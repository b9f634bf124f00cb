//! # Value Objects
//!
//! `PermissionType` and the result of a permission query.

use serde::{Deserialize, Serialize};
use std::str::FromStr;

/// The type tag carried by every permission node.
///
/// Numeric values match the legacy on-disk encoding.
#[derive(Debug, Clone, Copy, PartialEq, Eq, Hash, Serialize, Deserialize, Default)]
pub enum PermissionType {
    /// No decision here; defer to ancestors, then to roles.
    #[default]
    Inherit = 0,
    /// Explicit deny. Short-circuits resolution.
    Disallow = 1,
    /// Explicit grant.
    Allow = 2,
}

impl PermissionType {
    /// Token written after the path in a serialized entry.
    pub fn as_token(self) -> &'static str {
        match self {
            PermissionType::Inherit => "INHERIT",
            PermissionType::Disallow => "DISALLOW",
            PermissionType::Allow => "ALLOW",
        }
    }

    /// Returns true for ALLOW and DISALLOW.
    pub fn is_explicit(self) -> bool {
        !matches!(self, PermissionType::Inherit)
    }
}

impl std::fmt::Display for PermissionType {
    fn fmt(&self, f: &mut std::fmt::Formatter<'_>) -> std::fmt::Result {
        f.write_str(self.as_token())
    }
}

impl FromStr for PermissionType {
    type Err = ();

    /// Accepts the upper-case names (any case) and the legacy digits.
    fn from_str(s: &str) -> Result<Self, Self::Err> {
        match s.to_ascii_uppercase().as_str() {
            "INHERIT" | "0" => Ok(PermissionType::Inherit),
            "DISALLOW" | "1" => Ok(PermissionType::Disallow),
            "ALLOW" | "2" => Ok(PermissionType::Allow),
            _ => Err(()),
        }
    }
}

/// Outcome of resolving a path against one permission tree.
#[derive(Debug, Clone, Copy, PartialEq, Eq)]
pub struct PermissionCheck {
    /// Whether the path is granted by this tree alone.
    pub granted: bool,
    /// ALLOW when granted, DISALLOW on explicit deny, INHERIT otherwise.
    pub kind: PermissionType,
}

impl PermissionCheck {
    pub const ALLOWED: Self = Self {
        granted: true,
        kind: PermissionType::Allow,
    };

    pub const DENIED: Self = Self {
        granted: false,
        kind: PermissionType::Disallow,
    };

    pub const UNDECIDED: Self = Self {
        granted: false,
        kind: PermissionType::Inherit,
    };

    /// True when this tree explicitly denies the path.
    pub fn is_denied(&self) -> bool {
        self.kind == PermissionType::Disallow
    }
}
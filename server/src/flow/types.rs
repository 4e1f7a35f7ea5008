//! Flow steps and error definitions

use thiserror::Error;

use crate::session::SessionError;

/// Errors that can occur while moving through the flow
#[derive(Debug, Error)]
pub enum FlowError {
    #[error("Missing required field: {0}")]
    MissingField(&'static str),

    #[error("Invalid form body: {0}")]
    InvalidForm(String),

    #[error("Step {step:?} not reached yet, continue at {redirect_to:?}")]
    StepNotReached { step: Step, redirect_to: Step },

    #[error("Session expired")]
    SessionExpired,

    #[error("Seat draw failed: {0}")]
    SeatDraw(String),

    #[error("Session store error: {0}")]
    Store(SessionError),
}

impl From<SessionError> for FlowError {
    fn from(e: SessionError) -> Self {
        match e {
            SessionError::Expired(_) => FlowError::SessionExpired,
            other => FlowError::Store(other),
        }
    }
}

/// A step of the booking flow
#[derive(Debug, Clone, Copy, PartialEq, Eq)]
pub enum Step {
    Home,
    Search,
    SeatSelection,
    AddToCart,
    Cart,
    Payment,
    VerifyOtp,
    PaymentError,
    Confirmation,
    SessionTimeout,
}

impl Step {
    /// Route path serving this step
    pub fn path(self) -> &'static str {
        match self {
            Step::Home => "/",
            Step::Search => "/search",
            Step::SeatSelection => "/seat_selection",
            Step::AddToCart => "/add_to_cart",
            Step::Cart => "/cart",
            Step::Payment => "/payment",
            Step::VerifyOtp => "/verify_otp",
            Step::PaymentError => "/payment_error",
            Step::Confirmation => "/confirmation",
            Step::SessionTimeout => "/session_timeout",
        }
    }

    /// Label used for metrics
    pub fn as_str(self) -> &'static str {
        match self {
            Step::Home => "home",
            Step::Search => "search",
            Step::SeatSelection => "seat_selection",
            Step::AddToCart => "add_to_cart",
            Step::Cart => "cart",
            Step::Payment => "payment",
            Step::VerifyOtp => "verify_otp",
            Step::PaymentError => "payment_error",
            Step::Confirmation => "confirmation",
            Step::SessionTimeout => "session_timeout",
        }
    }
}
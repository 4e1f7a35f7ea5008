use indexmap::IndexMap;
use serde::{Deserialize, Serialize};

/// Seat availability status
#[derive(Debug, Clone, Copy, PartialEq, Eq, Hash, Serialize, Deserialize)]
#[serde(rename_all = "snake_case")]
pub enum SeatStatus {
    Available,
    Taken,
    MlaQuota,
    BadVastu,
    Cursed,
    Vacation,
    Haunted,
}

/// Seat id (`{row}-{num}`) to status, in grid order
pub type SeatMap = IndexMap<String, SeatStatus>;

/// Itemized cart fees
#[derive(Debug, Clone, Copy, PartialEq, Eq, Serialize, Deserialize)]
pub struct FeeBreakdown {
    pub base_fare: u32,
    pub chair_usage: u32,
    pub digital_ink: u32,
    pub convenience_fee: u32,
    /// Fee for the convenience fee
    pub convenience_fee_fee: u32,
    pub emotional_damage: u32,
}

impl FeeBreakdown {
    /// Named components in display order
    pub fn items(&self) -> [(&'static str, u32); 6] {
        [
            ("base_fare", self.base_fare),
            ("chair_usage", self.chair_usage),
            ("digital_ink", self.digital_ink),
            ("convenience_fee", self.convenience_fee),
            ("convenience_fee_fee", self.convenience_fee_fee),
            ("emotional_damage", self.emotional_damage),
        ]
    }

    pub fn total(&self) -> u32 {
        self.items().iter().map(|(_, amount)| amount).sum()
    }
}

/// How upset the payment error page looks
#[derive(Debug, Clone, Copy, PartialEq, Eq, Serialize, Deserialize)]
#[serde(rename_all = "snake_case")]
pub enum ErrorSeverity {
    Mild,
    Moderate,
    Extreme,
}

impl ErrorSeverity {
    /// Tiers in escalation order
    pub const TIERS: [ErrorSeverity; 3] = [Self::Mild, Self::Moderate, Self::Extreme];

    pub fn asset_url(self) -> &'static str {
        match self {
            Self::Mild => "https://media.giphy.com/media/l0HlG8vJXW0q5Q5iU/giphy.gif",
            Self::Moderate => "https://media.giphy.com/media/3o7TKsQ8UQ4l4LhGz6/giphy.gif",
            Self::Extreme => "https://media.giphy.com/media/3o7TKYnjG9bcRA5nD2/giphy.gif",
        }
    }
}

/// GET /
#[derive(Debug, Clone, Serialize, Deserialize)]
pub struct HomeView {
    pub attempts: u32,
}

/// POST /search
#[derive(Debug, Clone, Serialize, Deserialize)]
pub struct SearchView {
    pub origin: String,
    pub autocorrect_target: String,
}

/// GET /seat_selection
#[derive(Debug, Clone, Serialize, Deserialize)]
pub struct SeatSelectionView {
    pub seats: SeatMap,
}

/// GET /cart
#[derive(Debug, Clone, Serialize, Deserialize)]
pub struct CartView {
    pub seat: Option<String>,
    pub fees: Option<FeeBreakdown>,
    pub total: u32,
}

/// GET /payment
#[derive(Debug, Clone, Serialize, Deserialize)]
pub struct PaymentView {
    pub seat: Option<String>,
    pub otp_attempts: u32,
}

/// GET /payment_error
#[derive(Debug, Clone, Serialize, Deserialize)]
pub struct PaymentErrorView {
    pub error_message: String,
    pub severity: ErrorSeverity,
    pub asset_url: String,
    pub otp_attempts: u32,
}

/// GET /confirmation
#[derive(Debug, Clone, Serialize, Deserialize)]
pub struct ConfirmationView {
    pub token: String,
    pub seat: Option<String>,
}

/// GET /session_timeout
#[derive(Debug, Clone, Serialize, Deserialize)]
pub struct SessionTimeoutView {
    pub message: String,
}

#[cfg(test)]
mod tests {
    use super::*;

    #[test]
    fn test_seat_status_serializes_snake_case() {
        let json = serde_json::to_string(&SeatStatus::MlaQuota).unwrap();
        assert_eq!(json, "\"mla_quota\"");
        let json = serde_json::to_string(&SeatStatus::BadVastu).unwrap();
        assert_eq!(json, "\"bad_vastu\"");
    }

    #[test]
    fn test_fee_total_sums_all_items() {
        let fees = FeeBreakdown {
            base_fare: 1000,
            chair_usage: 100,
            digital_ink: 50,
            convenience_fee: 70,
            convenience_fee_fee: 20,
            emotional_damage: 150,
        };
        assert_eq!(fees.total(), 1390);
        assert_eq!(fees.items().len(), 6);
    }

    #[test]
    fn test_seat_map_keeps_insertion_order() {
        let mut seats = SeatMap::new();
        seats.insert("B-2".to_string(), SeatStatus::Taken);
        seats.insert("A-1".to_string(), SeatStatus::Available);

        let json = serde_json::to_string(&SeatSelectionView { seats }).unwrap();
        assert_eq!(json, r#"{"seats":{"B-2":"taken","A-1":"available"}}"#);
    }
}
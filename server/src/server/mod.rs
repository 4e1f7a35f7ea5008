//! HTTP surface of the booking flow

pub mod routes;
mod session_cookie;

use std::sync::Arc;

use axum::Router;
use tower_http::trace::TraceLayer;

use crate::flow::FlowController;
use crate::session::{MemorySessionStore, SessionStore};

pub use routes::flow_routes;
pub use session_cookie::{SessionContext, read_session_cookie};

/// Shared application state
#[derive(Clone)]
pub struct AppState {
    pub sessions: Arc<dyn SessionStore>,
    pub flow: Arc<FlowController>,
    pub cookie_name: Arc<str>,
}

impl AppState {
    pub fn new() -> Self {
        Self {
            sessions: Arc::new(MemorySessionStore::default()),
            flow: Arc::new(FlowController::default()),
            cookie_name: Arc::from(crate::config::SessionConfig::default().cookie_name),
        }
    }

    pub fn with_session_store(mut self, store: Arc<dyn SessionStore>) -> Self {
        self.sessions = store;
        self
    }

    pub fn with_flow(mut self, flow: FlowController) -> Self {
        self.flow = Arc::new(flow);
        self
    }

    pub fn with_cookie_name(mut self, name: impl Into<Arc<str>>) -> Self {
        self.cookie_name = name.into();
        self
    }

    /// Number of live sessions
    pub async fn get_stats(&self) -> usize {
        self.sessions.session_count().await
    }
}

impl Default for AppState {
    fn default() -> Self {
        Self::new()
    }
}

/// Router serving every flow step, with request tracing
pub fn build_router(state: AppState) -> Router {
    flow_routes()
        .layer(TraceLayer::new_for_http())
        .with_state(state)
}
//! Seat grid generation
//!
//! A grid is produced in two passes: every cell is drawn independently from
//! the weighted status table, then [`apply_corrections`] restores the grid
//! invariants (one haunted seat, at least one available seat).

use rand::Rng;
use rand::seq::IndexedRandom;

use super::catalog::{HAUNTED_SEAT, SEAT_ROWS, SEAT_STATUS_WEIGHTS, SEATS_PER_ROW};
use super::types::FlowError;
use crate::protocol::{SeatMap, SeatStatus};

/// Seat ids in grid order: A-1, A-2, ..., F-14
pub fn seat_ids() -> impl Iterator<Item = String> {
    SEAT_ROWS
        .iter()
        .flat_map(|row| (1..=SEATS_PER_ROW).map(move |num| format!("{}-{}", row, num)))
}

/// Draw a status for every seat, with no invariants applied
pub fn draw_grid<R: Rng + ?Sized>(rng: &mut R) -> Result<SeatMap, FlowError> {
    let mut seats = SeatMap::with_capacity(SEAT_ROWS.len() * SEATS_PER_ROW as usize);
    for seat_id in seat_ids() {
        let status = SEAT_STATUS_WEIGHTS
            .choose_weighted(rng, |(_, weight)| *weight)
            .map(|(status, _)| *status)
            .map_err(|e| FlowError::SeatDraw(e.to_string()))?;
        seats.insert(seat_id, status);
    }
    Ok(seats)
}

/// Force the haunted seat and guarantee at least one available seat
pub fn apply_corrections<R: Rng + ?Sized>(seats: &mut SeatMap, rng: &mut R) {
    for status in seats.values_mut() {
        if *status == SeatStatus::Haunted {
            *status = SeatStatus::Taken;
        }
    }
    seats.insert(HAUNTED_SEAT.to_string(), SeatStatus::Haunted);

    if seats.values().any(|s| *s == SeatStatus::Available) {
        return;
    }

    // Never promote the haunted seat, it must stay unique
    let candidates: Vec<&String> = seats
        .iter()
        .filter(|(_, status)| **status != SeatStatus::Haunted)
        .map(|(id, _)| id)
        .collect();
    if let Some(seat_id) = candidates.choose(rng).map(|id| (*id).clone())
        && let Some(status) = seats.get_mut(&seat_id)
    {
        tracing::debug!("No seat drawn available, freeing {}", seat_id);
        *status = SeatStatus::Available;
    }
}

/// Generate a fresh grid satisfying the grid invariants
pub fn generate<R: Rng + ?Sized>(rng: &mut R) -> Result<SeatMap, FlowError> {
    let mut seats = draw_grid(rng)?;
    apply_corrections(&mut seats, rng);
    Ok(seats)
}
//! Cookie-based correlation between clients and session records

use axum::http::{HeaderMap, HeaderValue, header};
use axum::response::{IntoResponse, Response};
use tracing::{debug, warn};

use crate::flow::FlowError;
use crate::server::AppState;
use crate::session::{SessionId, SessionRecord, generate_session_id, validate_session_id};

/// Extract a well-formed session id from the request cookies
pub fn read_session_cookie(headers: &HeaderMap, cookie_name: &str) -> Option<SessionId> {
    headers
        .get_all(header::COOKIE)
        .iter()
        .filter_map(|value| value.to_str().ok())
        .flat_map(|value| value.split(';'))
        .filter_map(|pair| pair.trim().split_once('='))
        .find(|(name, _)| *name == cookie_name)
        .map(|(_, id)| id.trim().to_string())
        .filter(|id| validate_session_id(id))
}

/// The caller's session for the duration of one request.
///
/// Loaded at the start of a handler, mutated by the flow controller and
/// written back with [`SessionContext::save`]. Read-only steps finish with
/// [`SessionContext::respond`] instead.
#[derive(Debug)]
pub struct SessionContext {
    pub id: SessionId,
    pub record: SessionRecord,
    fresh: bool,
}

impl SessionContext {
    fn start() -> Self {
        let id = generate_session_id();
        debug!("Starting session {}", id);
        Self {
            id,
            record: SessionRecord::default(),
            fresh: true,
        }
    }

    /// Load the caller's session, starting a new one when the cookie is
    /// missing or unknown. Fails with [`FlowError::SessionExpired`] when the
    /// cookie names a session past its TTL.
    pub async fn load(state: &AppState, headers: &HeaderMap) -> Result<Self, FlowError> {
        let Some(id) = read_session_cookie(headers, &state.cookie_name) else {
            return Ok(Self::start());
        };

        match state.sessions.get(&id).await? {
            Some(record) => Ok(Self {
                id,
                record,
                fresh: false,
            }),
            None => Ok(Self::start()),
        }
    }

    /// Like [`SessionContext::load`], but an expired session is replaced by a
    /// fresh one instead of failing
    pub async fn load_or_restart(state: &AppState, headers: &HeaderMap) -> Result<Self, FlowError> {
        match Self::load(state, headers).await {
            Err(FlowError::SessionExpired) => Ok(Self::start()),
            other => other,
        }
    }

    pub fn is_fresh(&self) -> bool {
        self.fresh
    }

    fn cookie(&self, cookie_name: &str) -> String {
        format!(
            "{}={}; Path=/; HttpOnly; SameSite=Lax",
            cookie_name, self.id
        )
    }

    /// Persist the record and attach the session cookie for new sessions
    pub async fn save(
        self,
        state: &AppState,
        response: impl IntoResponse,
    ) -> Result<Response, FlowError> {
        let cookie = self.fresh.then(|| self.cookie(&state.cookie_name));
        state.sessions.set(&self.id, self.record).await?;
        Ok(with_cookie(response.into_response(), cookie))
    }

    /// Finish a request that only read the record. Existing sessions are not
    /// written back, so concurrent writes from the same client survive. A new
    /// session is still stored so its cookie names a live record.
    pub async fn respond(
        self,
        state: &AppState,
        response: impl IntoResponse,
    ) -> Result<Response, FlowError> {
        if self.fresh {
            return self.save(state, response).await;
        }
        Ok(response.into_response())
    }
}

fn with_cookie(mut response: Response, cookie: Option<String>) -> Response {
    if let Some(cookie) = cookie {
        match HeaderValue::from_str(&cookie) {
            Ok(value) => {
                response.headers_mut().append(header::SET_COOKIE, value);
            }
            Err(e) => warn!("Failed to encode session cookie: {}", e),
        }
    }
    response
}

====================

YOUR GOAL: Write the lines again exactly, from the first line of the material above to the line that includes "legacy on-disk encoding.", both included. Leave out all the rest.

TASK RESULT:
repository b9f634bf124f00cb
//! # Value Objects
//!
//! `PermissionType` and the result of a permission query.

use serde::{Deserialize, Serialize};
use std::str::FromStr;

/// The type tag carried by every permission node.
///
/// Numeric values match the legacy on-disk encoding.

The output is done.